In late 1990, the BBC aired an American documentary series made by brothers Ken and Rick Burns. The subject was The American Civil War (1861-1865), something I had always been interested in. Unlike some dramatised documentary films, Burns took a completely different approach to the production of this ten-hour epic series. There was no reconstruction, no film clips, and no sign of any reenactors. Instead, he used a huge archive of contemporary photographs, diaries written at the time of the war, and the occasional interview with an expert on the subject.

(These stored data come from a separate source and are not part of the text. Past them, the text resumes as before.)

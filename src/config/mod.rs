//! # Configuration
//!
//! Process-wide settings, read once from the environment at startup and
//! then overridden by command-line flags.

mod controller;
mod server;

pub use controller::ControllerConfig;
pub use server::ServerConfig;
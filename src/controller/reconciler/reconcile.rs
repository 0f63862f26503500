//! # Reconcile
//!
//! Entry point the kind controllers call for every managed object.

use super::managed::{ManagedReconciler, ReconcileOutcome};
use super::status::{persist_changes, KubeStatusWriter};
use super::types::{KindContext, ReconcilerError};
use crate::crd::{Condition, ManagedResource};
use crate::error::ProviderError;
use crate::observability::metrics;
use crate::translator;
use kube::api::DynamicObject;
use kube_runtime::controller::Action;
use kube::runtime::events::{Event, EventType};
use kube::{Resource, ResourceExt};
use std::sync::Arc;
use std::time::Instant;
use tracing::{debug, info, warn, Instrument};

/// Reconcile one managed object of the context's kind
///
/// Successful passes requeue after the poll interval so external drift is
/// picked up even when the object itself does not change.
pub async fn reconcile(
    obj: Arc<DynamicObject>,
    ctx: Arc<KindContext>,
) -> Result<Action, ReconcilerError> {
    let kind = ctx.kind.kind().to_string();
    let name = obj.name_any();
    let span = tracing::info_span!(
        "controller.reconcile",
        resource.kind = %kind,
        resource.name = %name,
        resource.version = obj.metadata.resource_version.as_deref().unwrap_or("unknown"),
    );

    async move {
        ctx.reconciler.rate_limiter.acquire().await;
        metrics::increment_reconciliations(&kind);
        let start = Instant::now();

        let result = reconcile_object(&obj, &ctx).await;
        metrics::observe_reconciliation_duration(&kind, start.elapsed().as_secs_f64());

        match result {
            Ok(outcome) => {
                debug!(outcome = outcome.as_str(), "Reconcile finished");
                if outcome.is_terminal() {
                    ctx.reconciler.forget_backoff(&ctx.backoff_key(&name));
                    Ok(Action::await_change())
                } else {
                    ctx.reconciler.reset_backoff(&ctx.backoff_key(&name));
                    Ok(Action::requeue(ctx.reconciler.config.poll_interval()))
                }
            }
            Err(e) => {
                publish_warning(&obj, &ctx, &e).await;
                Err(ReconcilerError::from(e))
            }
        }
    }
    .instrument(span)
    .await
}

async fn reconcile_object(
    obj: &DynamicObject,
    ctx: &KindContext,
) -> Result<ReconcileOutcome, ProviderError> {
    let ar = ctx.kind.api_resource();
    let mut mr = translator::from_dynamic(obj, ar)?;
    let writer = KubeStatusWriter::new(
        ctx.reconciler.client.clone(),
        ar,
        obj.metadata.namespace.as_deref(),
    );

    let handle = match ctx.reconciler.connector.connect(&mr).await {
        Ok(handle) => handle,
        Err(e) => {
            report_connect_failure(&writer, &mut mr, &e).await;
            return Err(e);
        }
    };

    let adapter = ctx.reconciler.adapters.adapter_for(handle.client, ar);
    let outcome = ManagedReconciler::new(adapter.as_ref(), &writer)
        .reconcile(&mut mr)
        .await?;

    if outcome != ReconcileOutcome::Observed {
        info!(outcome = outcome.as_str(), external_id = %mr.external_id(), "Reconciled managed resource");
    }
    Ok(outcome)
}

async fn report_connect_failure(
    writer: &KubeStatusWriter,
    mr: &mut ManagedResource,
    error: &ProviderError,
) {
    let mut persisted = mr.clone();
    mr.set_condition(Condition::reconcile_error(error.to_string()));
    if let Err(e) = persist_changes(writer, mr, &mut persisted).await {
        debug!(error = %e, "Could not record connect failure");
    }
}

async fn publish_warning(obj: &DynamicObject, ctx: &KindContext, error: &ProviderError) {
    let reference = obj.object_ref(ctx.kind.api_resource());
    let event = Event {
        type_: EventType::Warning,
        reason: error.reason().to_string(),
        note: Some(error.to_string()),
        action: "Reconcile".to_string(),
        secondary: None,
    };
    if let Err(e) = ctx.reconciler.recorder.publish(&event, &reference).await {
        warn!(error = %e, "Failed to publish warning event");
    }
}
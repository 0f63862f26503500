//! # Server Configuration
//!
//! Settings for the metrics and probe HTTP server.

use super::controller::env_var_or_default;
use std::time::Duration;

/// HTTP server configuration
#[derive(Debug, Clone)]
pub struct ServerConfig {
    /// Port the metrics and probe server binds to
    pub metrics_port: u16,
    /// How long startup waits for the server to bind (seconds)
    pub startup_timeout_secs: u64,
    /// How often startup polls the server readiness flag (milliseconds)
    pub poll_interval_ms: u64,
}

impl Default for ServerConfig {
    fn default() -> Self {
        use crate::constants::*;
        Self {
            metrics_port: DEFAULT_METRICS_PORT,
            startup_timeout_secs: DEFAULT_SERVER_STARTUP_TIMEOUT_SECS,
            poll_interval_ms: DEFAULT_SERVER_POLL_INTERVAL_MS,
        }
    }
}

impl ServerConfig {
    /// Load configuration from environment variables with defaults
    #[must_use]
    pub fn from_env() -> Self {
        use crate::constants::*;
        Self {
            metrics_port: env_var_or_default("METRICS_PORT", DEFAULT_METRICS_PORT),
            startup_timeout_secs: env_var_or_default(
                "SERVER_STARTUP_TIMEOUT_SECS",
                DEFAULT_SERVER_STARTUP_TIMEOUT_SECS,
            ),
            poll_interval_ms: env_var_or_default(
                "SERVER_POLL_INTERVAL_MS",
                DEFAULT_SERVER_POLL_INTERVAL_MS,
            ),
        }
    }

    #[must_use]
    pub fn startup_timeout(&self) -> Duration {
        Duration::from_secs(self.startup_timeout_secs)
    }

    #[must_use]
    pub fn poll_interval(&self) -> Duration {
        Duration::from_millis(self.poll_interval_ms)
    }
}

This approach was stunning to watch. As a fine narrator talks over photos that are lingered upon, zoomed into, or simply stare out of the screen at the viewer. The voices of the characters of the time, politicians like Lincoln, or generals Lee, Sherman, and others, are voiced by some of the finest actors of the day. These include Morgan Freeman, Derek Jacobi, Julie Harris, Jason Robards, and Jeremy Irons. When experts are called upon to expand on an incident, or comment on the feelings in the country, only the most informed and experienced are used. Shelby Foote, Ed Bearss, and Barbara Fields, among others. There are also music and songs, perfectly in keeping with the mood of the programme.

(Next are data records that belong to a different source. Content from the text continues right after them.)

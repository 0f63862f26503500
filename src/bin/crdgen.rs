//! # CRD Generator
//!
//! Prints the provider's CustomResourceDefinitions as a multi-document YAML
//! stream.
//!
//! ## Usage
//!
//! ```bash
//! # ProviderConfig, ProviderConfigUsage and Category
//! cargo run --bin crdgen > package/crds/magento.yaml
//!
//! # Schemaless CRDs for further managed kinds
//! cargo run --bin crdgen -- --generic Product:products --generic Attribute:attributes
//! ```

use anyhow::{bail, Context, Result};
use clap::Parser;
use k8s_openapi::apiextensions_apiserver::pkg::apis::apiextensions::v1::CustomResourceDefinition;
use kube::core::CustomResourceExt;
use provider_magento::constants::{API_GROUP, API_VERSION};
use provider_magento::crd::{managed_crd, Category, ProviderConfig, ProviderConfigUsage};

#[derive(Debug, Parser)]
#[command(name = "crdgen", about = "Print provider-magento CRDs as YAML")]
struct Args {
    /// Extra managed kind as `Kind:plural`
    #[arg(long = "generic", value_name = "KIND:PLURAL")]
    generic: Vec<String>,
}

fn parse_generic(spec: &str) -> Result<(&str, &str)> {
    match spec.split_once(':') {
        Some((kind, plural)) if !kind.is_empty() && !plural.is_empty() => Ok((kind, plural)),
        _ => bail!("expected Kind:plural, got {spec:?}"),
    }
}

fn main() -> Result<()> {
    let args = Args::parse();

    let mut crds: Vec<CustomResourceDefinition> =
        vec![ProviderConfig::crd(), ProviderConfigUsage::crd(), Category::crd()];
    for spec in &args.generic {
        let (kind, plural) = parse_generic(spec)?;
        crds.push(managed_crd(API_GROUP, API_VERSION, kind, plural));
    }

    for crd in &crds {
        let yaml = serde_yaml::to_string(crd).context("Failed to serialize CRD")?;
        println!("---\n{}", yaml.trim_end());
    }
    Ok(())
}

The series takes no sides, and makes few judgments, simply presenting the facts as seen by people at the time, on both sides. It examines every aspect of the war, from the numerous significant battles, to the bitter border wars, as well as the impact on the many civilians caught up in the war in both parts of the country. Listening to excerpts from the diaries being read, whilst watching the photographs come and go on the screen was completely hypnotic, and something groundbreaking in television back then.
I was completely hooked on this series, and as soon as I could, I bought the nine-part box set on VHS, then watched it all over again. Later, I was given the DVD box set as a gift, something I still treasure to this day. If you are interested in history, great documentary film-making, or even the history of television, then this is something you must try to see. Don’t be put off by thinking you have no interest in that war, as this series will send you back into the period like nothing else you have ever seen.